Roper Center Public Opinion Archives: Some free content, others member only, but UM is a member. Access through UM library page for iPoll, with search capabilities for 600,000 public opinion survey questions
Government offices – Both NCES and NCHS have “quick stats” or “fast facts” and American Factfinder is good if having students compare their hometown to nation or other characteristics.
Statistic Brain has all kinds of statistics broken into topic areas such as food, geographic, sports, crime, etc.
Stats.org is out of George Mason Univ and their goal is for people to understand the numbers behind the news, so variety of topics, current…
TeachQR.org – the Numeracy Infusion Course for Higher Education; a group at Lehman College has been working on quantitative reasoning instruction through projects funded by NSF and elsewhere. This is a great site for examples across different disciplines. More for professional development than classroom use.

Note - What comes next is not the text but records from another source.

use std::{
    fmt::{self, Display},
    io::{Read, Write},
    path::{Path, PathBuf},
    process::{Command, Stdio},
};

use log::{debug, trace};
use thiserror::Error;

use crate::env::Env;

#[derive(Error, Debug)]
pub enum CommandError {
    #[error("Failed to start `{command}`: {error}")]
    Spawn {
        command: String,
        error: std::io::Error,
    },
    #[error("Command `{command}` failed with {}", describe_exit(.code))]
    Failed { command: String, code: Option<i32> },
    #[error("IO error while running `{command}`: {error}")]
    IO {
        command: String,
        error: std::io::Error,
    },
}

fn describe_exit(code: &Option<i32>) -> String {
    match code {
        Some(code) => format!("exit status {code}"),
        None => "no exit status (killed by a signal)".to_owned(),
    }
}

impl CommandError {
    /// Exit code of the failed subprocess, if it ran and exited normally.
    pub fn exit_code(&self) -> Option<i32> {
        match self {
            CommandError::Failed { code, .. } => *code,
            _ => None,
        }
    }
}

#[derive(Debug, Clone, Copy, Default, PartialEq, Eq)]
pub enum Output {
    /// stdout and stderr go to the console.
    #[default]
    Inherit,
    /// stdout and stderr are discarded.
    Quiet,
}

/// A fully described subprocess call.
#[derive(Debug, Clone, Default, PartialEq, Eq)]
pub struct Invocation {
    pub program: String,
    pub args: Vec<String>,
    pub dir: Option<PathBuf>,
    pub env: Option<Env>,
    pub output: Output,
}

impl Invocation {
    pub fn new(program: impl Into<String>) -> Self {
        Invocation {
            program: program.into(),
            ..Default::default()
        }
    }

    pub fn arg(mut self, arg: impl Into<String>) -> Self {
        self.args.push(arg.into());
        self
    }

    pub fn args<I, S>(mut self, args: I) -> Self
    where
        I: IntoIterator<Item = S>,
        S: Into<String>,
    {
        self.args.extend(args.into_iter().map(Into::into));
        self
    }

    pub fn path_arg(self, path: &Path) -> Self {
        self.arg(path.to_string_lossy())
    }

    pub fn current_dir(mut self, dir: impl Into<PathBuf>) -> Self {
        self.dir = Some(dir.into());
        self
    }

    pub fn env(mut self, env: Env) -> Self {
        self.env = Some(env);
        self
    }

    pub fn quiet(mut self) -> Self {
        self.output = Output::Quiet;
        self
    }

    fn command(&self) -> Command {
        let mut command = Command::new(&self.program);
        command.args(&self.args);
        if let Some(dir) = &self.dir {
            command.current_dir(dir);
        }
        if let Some(env) = &self.env {
            command.env_clear().envs(env.iter());
        }
        command
    }

    fn failed(&self, code: Option<i32>) -> CommandError {
        CommandError::Failed {
            command: self.to_string(),
            code,
        }
    }

    fn spawn_error(&self, error: std::io::Error) -> CommandError {
        CommandError::Spawn {
            command: self.to_string(),
            error,
        }
    }

    fn io_error(&self, error: std::io::Error) -> CommandError {
        CommandError::IO {
            command: self.to_string(),
            error,
        }
    }
}

impl Display for Invocation {
    fn fmt(&self, f: &mut fmt::Formatter<'_>) -> fmt::Result {
        f.write_str(&self.program)?;
        for arg in &self.args {
            write!(f, " {arg}")?;
        }
        Ok(())
    }
}

/// Runs external tools. Everything the installer does to the outside world
/// apart from filesystem moves goes through this trait.
pub trait CommandRunner: Send + Sync {
    /// Runs to completion, failing on a non-zero exit.
    fn run(&self, invocation: &Invocation) -> Result<(), CommandError>;

    /// Runs to completion and returns trimmed stdout. stderr goes to the console.
    fn output(&self, invocation: &Invocation) -> Result<String, CommandError>;

    /// Runs to completion, streaming the subprocess's stderr into `stderr`.
    fn run_with_stderr(
        &self,
        invocation: &Invocation,
        stderr: &mut dyn Write,
    ) -> Result<(), CommandError>;
}

/// Spawns real processes.
#[derive(Debug, Clone, Copy, Default)]
pub struct SystemRunner;

impl CommandRunner for SystemRunner {
    fn run(&self, invocation: &Invocation) -> Result<(), CommandError> {
        debug!("Running `{invocation}`");
        let mut command = invocation.command();
        if invocation.output == Output::Quiet {
            command.stdout(Stdio::null()).stderr(Stdio::null());
        }
        let status = command
            .status()
            .map_err(|error| invocation.spawn_error(error))?;
        if status.success() {
            Ok(())
        } else {
            Err(invocation.failed(status.code()))
        }
    }

    fn output(&self, invocation: &Invocation) -> Result<String, CommandError> {
        debug!("Running `{invocation}`");
        let mut command = invocation.command();
        command.stdin(Stdio::null()).stdout(Stdio::piped());
        if invocation.output == Output::Quiet {
            command.stderr(Stdio::null());
        }
        let output = command
            .output()
            .map_err(|error| invocation.spawn_error(error))?;
        if !output.status.success() {
            return Err(invocation.failed(output.status.code()));
        }
        let stdout = String::from_utf8_lossy(&output.stdout);
        trace!("`{invocation}` printed {:?}", stdout);
        Ok(stdout.trim().to_owned())
    }

    fn run_with_stderr(
        &self,
        invocation: &Invocation,
        stderr: &mut dyn Write,
    ) -> Result<(), CommandError> {
        debug!("Running `{invocation}`");
        let mut child = invocation
            .command()
            .stderr(Stdio::piped())
            .spawn()
            .map_err(|error| invocation.spawn_error(error))?;

        if let Some(mut pipe) = child.stderr.take() {
            let mut buf = [0u8; 8192];
            loop {
                let n = pipe.read(&mut buf).map_err(|e| invocation.io_error(e))?;
                if n == 0 {
                    break;
                }
                stderr
                    .write_all(&buf[..n])
                    .map_err(|e| invocation.io_error(e))?;
            }
        }

        let status = child.wait().map_err(|e| invocation.io_error(e))?;
        if status.success() {
            Ok(())
        } else {
            Err(invocation.failed(status.code()))
        }
    }
}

The Science Education Resource Center is aimed primarily at faculty for professional development, but also includes example exercises with extensive data about the context of their use.
UK Data Services has teaching datasets and online analysis using NESSTAR, as well as exercises and other resources for instructors.
European Social Survey site has resources about both substantive topics and methodological issues such as weighting and regression. Great for exploring data comparatively or over time.